On Thu, Jul 16, 2009 at 2:00 AM, Ralph Castain <rhc_at_[hidden]> wrote:

> Hmmm...well actually, there isn't a bug in the code. This is an interesting
> question!
> Here is the problem. It has to do with how -host is processed. Remember, in
> the new scheme (as of 1.3.0), in the absence of any other info (e.g., an RM
> allocation or hostfile), we cycle across -all- the -host specifications to
> create a global pool of allocated nodes. Hence, you got the following:
>
> ====================== ALLOCATED NODES ======================
>>
>> Data for node: Name: dellix7 Num slots: 0 Max slots: 0
>> Data for node: Name: witch1 Num slots: 1 Max slots: 0
>> Data for node: Name: witch2 Num slots: 1 Max slots: 0
>>
>> =================================================================
>>
>
> When we start mapping, we call the base function to get the available nodes
> for this particular app_context. The function starts with the entire
> allocation. It then checks for a hostfile, which in this case it won't find.
>
> Subsequently, it looks at the -host spec and removes -all- nodes in the
> list that were not included in -host. In the case of app_context=0, the
> "-host witch1" causes us to remove dellix7 and witch2 from the list -
> leaving only witch1.
>
> This list is passed back to the rank_file mapper. The rf mapper then looks
> at your rankfile, which tells it to put rank=0 on the +n1 node on the list.
>
> But the list only has ONE node on the list, which would correspond to +n0!
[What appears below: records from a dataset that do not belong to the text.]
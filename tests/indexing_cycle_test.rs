use async_trait::async_trait;
use bitcoincore_rpc::bitcoin::hashes::Hash;
use bitcoincore_rpc::bitcoin::{BlockHash, Transaction};
use std::collections::HashMap;
use std::sync::atomic::{AtomicBool, AtomicUsize, Ordering};
use std::sync::{Arc, Mutex};
use std::time::Duration;

use ordpool_indexer::application::indexer::{BlockProcessor, FailoverState, RunReason, Scheduler};
use ordpool_indexer::config::{FailoverConfig, SchedulerConfig};
use ordpool_indexer::domain::models::{BlockCursor, OrdpoolStats};
use ordpool_indexer::domain::services::{EnvelopeAnalyser, ANALYSER_VERSION};
use ordpool_indexer::infrastructure::bitcoin::{BitcoinClientError, TransactionSource};
use ordpool_indexer::infrastructure::persistence::{DbError, SaveOutcome, StatsStore};
use ordpool_indexer::utils::clock::{Clock, ManualClock};

const FIRST_HEIGHT: u64 = 100;

#[derive(Debug, Default)]
struct TestSource {
    failing: AtomicBool,
    calls: AtomicUsize,
}

impl TestSource {
    fn calls(&self) -> usize {
        self.calls.load(Ordering::SeqCst)
    }
}

#[async_trait]
impl TransactionSource for TestSource {
    fn provider_name(&self) -> String {
        "test".to_string()
    }

    async fn get_block_transactions(
        &self,
        _cursor: &BlockCursor,
    ) -> Result<Vec<Transaction>, BitcoinClientError> {
        self.calls.fetch_add(1, Ordering::SeqCst);
        if self.failing.load(Ordering::SeqCst) {
            return Err(BitcoinClientError::ConnectionError(
                "connection refused".to_string(),
            ));
        }
        Ok(Vec::new())
    }
}

/// Block table plus stats table, recording every cursor it hands out
#[derive(Default)]
struct TestStore {
    blocks: Mutex<Vec<BlockCursor>>,
    stats: Mutex<HashMap<BlockHash, OrdpoolStats>>,
    served: Mutex<Vec<u64>>,
}

impl TestStore {
    fn add_block(&self, height: u64) {
        let hash = BlockHash::from_slice(&[height as u8; 32]).unwrap();
        self.blocks
            .lock()
            .unwrap()
            .push(BlockCursor::new(hash, height, 1_700_000_000));
    }

    fn indexed_heights(&self) -> Vec<u64> {
        let stats = self.stats.lock().unwrap();
        let mut heights: Vec<u64> = self
            .blocks
            .lock()
            .unwrap()
            .iter()
            .filter(|block| stats.contains_key(&block.id))
            .map(|block| block.height)
            .collect();
        heights.sort_unstable();
        heights
    }

    fn served(&self) -> Vec<u64> {
        self.served.lock().unwrap().clone()
    }
}

#[async_trait]
impl StatsStore for TestStore {
    async fn next_unindexed_block(&self, min_height: u64) -> Result<Option<BlockCursor>, DbError> {
        let stats = self.stats.lock().unwrap();
        let next = self
            .blocks
            .lock()
            .unwrap()
            .iter()
            .filter(|block| block.height >= min_height && !stats.contains_key(&block.id))
            .min_by_key(|block| block.height)
            .cloned();
        if let Some(cursor) = &next {
            self.served.lock().unwrap().push(cursor.height);
        }
        Ok(next)
    }

    async fn save_stats(
        &self,
        cursor: &BlockCursor,
        stats: &OrdpoolStats,
    ) -> Result<SaveOutcome, DbError> {
        let mut saved = self.stats.lock().unwrap();
        if saved.contains_key(&cursor.id) {
            return Ok(SaveOutcome::AlreadyIndexed);
        }
        saved.insert(cursor.id, stats.clone());
        Ok(SaveOutcome::Inserted)
    }

    async fn load_stats(&self, block: &BlockHash) -> Result<Option<OrdpoolStats>, DbError> {
        Ok(self
            .stats
            .lock()
            .unwrap()
            .get(block)
            .filter(|stats| stats.version != 0)
            .cloned())
    }
}

struct Harness {
    primary: Arc<TestSource>,
    fallback: Arc<TestSource>,
    store: Arc<TestStore>,
    clock: Arc<ManualClock>,
    processor: Arc<BlockProcessor>,
    scheduler: Scheduler,
}

fn harness(heights: &[u64]) -> Harness {
    let primary = Arc::new(TestSource::default());
    let fallback = Arc::new(TestSource::default());
    let store = Arc::new(TestStore::default());
    for height in heights {
        store.add_block(*height);
    }
    let clock = Arc::new(ManualClock::at_epoch());

    let processor = Arc::new(BlockProcessor::new(
        primary.clone(),
        fallback.clone(),
        Arc::new(EnvelopeAnalyser::new()),
        store.clone(),
        clock.clone(),
        FailoverConfig::default().cooldown,
        FIRST_HEIGHT,
    ));
    let scheduler = Scheduler::new(processor.clone(), clock.clone(), SchedulerConfig::default());

    Harness {
        primary,
        fallback,
        store,
        clock,
        processor,
        scheduler,
    }
}

#[tokio::test]
async fn test_backfill_indexes_every_eligible_block_then_rests() {
    let h = harness(&[103, 99, 100, 102, 101]);

    let outcome = h.scheduler.run().await;
    assert_eq!(outcome.reason, RunReason::Exhausted);
    assert_eq!(h.store.indexed_heights(), vec![100, 101, 102, 103]);

    let state = h.scheduler.state().await;
    assert_eq!(state.failure_count, 0);
    assert!(state.sleep_until.is_some());

    let hash = BlockHash::from_slice(&[100u8; 32]).unwrap();
    let stats = h.store.load_stats(&hash).await.unwrap().unwrap();
    assert_eq!(stats.version, ANALYSER_VERSION);

    assert_eq!(h.scheduler.run().await.reason, RunReason::Resting);
    assert_eq!(h.primary.calls(), 4);
}

#[tokio::test]
async fn test_cursor_never_returns_an_indexed_block() {
    let h = harness(&[100, 101, 102]);

    h.scheduler.run().await;
    h.store.add_block(103);
    h.clock.advance(Duration::from_secs(10 * 60));
    h.scheduler.run().await;

    let served = h.store.served();
    assert_eq!(served, vec![100, 101, 102, 103]);
    assert!(served.windows(2).all(|pair| pair[0] < pair[1]));
}

#[tokio::test]
async fn test_failover_spans_scheduler_runs() {
    let h = harness(&[100, 101]);
    h.primary.failing.store(true, Ordering::SeqCst);

    let failed = h.scheduler.run().await;
    assert_eq!(failed.reason, RunReason::Failed);
    assert!(h.store.indexed_heights().is_empty());
    assert!(h.processor.failover_state().await.is_fallback());

    h.clock.advance(failed.next_run_in);
    let recovered = h.scheduler.run().await;
    assert_eq!(recovered.reason, RunReason::Exhausted);
    assert_eq!(h.store.indexed_heights(), vec![100, 101]);
    assert_eq!(h.fallback.calls(), 2);
    assert_eq!(h.primary.calls(), 1);

    h.primary.failing.store(false, Ordering::SeqCst);
    h.store.add_block(102);
    h.clock.advance(Duration::from_secs(10 * 60));

    h.scheduler.run().await;
    assert_eq!(h.store.indexed_heights(), vec![100, 101, 102]);
    assert_eq!(h.primary.calls(), 2);
    assert_eq!(h.processor.failover_state().await, FailoverState::Primary);
}

#[tokio::test]
async fn test_repeated_failures_cool_down_the_scheduler() {
    let h = harness(&[100]);
    h.primary.failing.store(true, Ordering::SeqCst);
    h.fallback.failing.store(true, Ordering::SeqCst);

    let mut reasons = Vec::new();
    for _ in 0..5 {
        let outcome = h.scheduler.run().await;
        reasons.push(outcome.reason);
        h.clock.advance(outcome.next_run_in);
    }
    assert_eq!(reasons.last(), Some(&RunReason::CooldownStarted));

    let calls = h.primary.calls() + h.fallback.calls();
    assert_eq!(h.scheduler.run().await.reason, RunReason::CoolingDown);
    assert_eq!(h.primary.calls() + h.fallback.calls(), calls);

    let state = h.scheduler.state().await;
    assert!(state.cooldown_until.unwrap() > h.clock.now());
    assert_eq!(state.batch_size, 1);
}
> Hence the error message.
>
> We have two potential solutions I can see:
>
> Option 1. we can leave things as they are, and you adjust your rankfile to:
>
> rank 0=+n0 slot=0
> rank 1=+n0 slot=0
>
> Since you specified -host witch2 for the second app_context, this will work
> to put rank0 on witch1 and rank1 on witch2. However, I admit that it looks a
> little weird.
>
> Alternatively, you could adjust your appfile to:
>
> -np 1 -host witch1,witch2 ./hello_world
> -np 1 ./hello_world
>
> Note you could have -host witch1,witch2 on the second line too, if you
> wanted. Now your current rankfile would put rank0 on witch2 and rank1 on
> witch1.
>
> Option 2. we could modify your relative node syntax to be based on the
> eventual total allocation. In this case, we would not use the base function
> to give us a list, but instead would construct it from the allocated node
> pool.
> Your current rankfile would give you what you wanted since we wouldn't count the HNP's node in the pool as it wasn't included in the allocation.
>
>
> Any thoughts on how you'd like to do this? I can make it work either way, but have no personal preference.
> Ralph
>
> On Jul 15, 2009, at 7:38 AM, Ralph Castain wrote:
>
> Okay, I'll dig into it - must be a bug in my code.
>
> Sorry for the problem! Thanks for patience in tracking it down...
> Ralph
>
> On Wed, Jul 15, 2009 at 7:28 AM, Lenny Verkhovsky <
> lenny.verkhovsky_at_[hidden]> wrote:
>
>> Thanks, Ralph,
>> I guess your guess was correct, here is the display map.
>>
>>
>> $cat rankfile
>> rank 0=+n1 slot=0
>> rank 1=+n0 slot=0
>> $cat appfile
>> -np 1 -host witch1 ./hello_world
>> -np 1 -host witch2 ./hello_world
>> $mpirun -np 2 -rf rankfile --display-allocation -app appfile
>>
>> ====================== ALLOCATED NODES ======================
>>
>> Data for node: Name: dellix7 Num slots: 0 Max slots: 0
>> Data for node: Name: witch1 Num slots: 1 Max slots: 0
>> Data for node: Name: witch2 Num slots: 1 Max slots: 0
>>
>> =================================================================
>>
>> --------------------------------------------------------------------------
>> Rankfile claimed host +n1 by index that is bigger than number of allocated
>> hosts.
>>
>>
>> On Wed, Jul 15, 2009 at 4:10 PM, Ralph Castain <rhc_at_[hidden]> wrote:
>>
>>> What is supposed to happen is this:
>>>
>>> 1. each line of the appfile causes us to create a new app_context. We
>>> store the provided -host info in that object.
>>>
>>> 2. when we create the "allocation", we cycle through -all- the
>>> app_contexts and add -all- of their -host info into the list of allocated
>>> nodes
>>>
>>> 3. when we get_target_nodes, we start with the entire list of allocated
>>> nodes, and then use -host for that app_context to filter down to the hosts
>>> allowed for that specific app_context
>>>
>>> So you should have to only provide -np 1 and 1 host on each line. My
>>> guess is that the rankfile mapper isn't correctly behaving for multiple
>>> app_contexts.
>>>
>>> Add --display-allocation to your mpirun cmd line for the "not working"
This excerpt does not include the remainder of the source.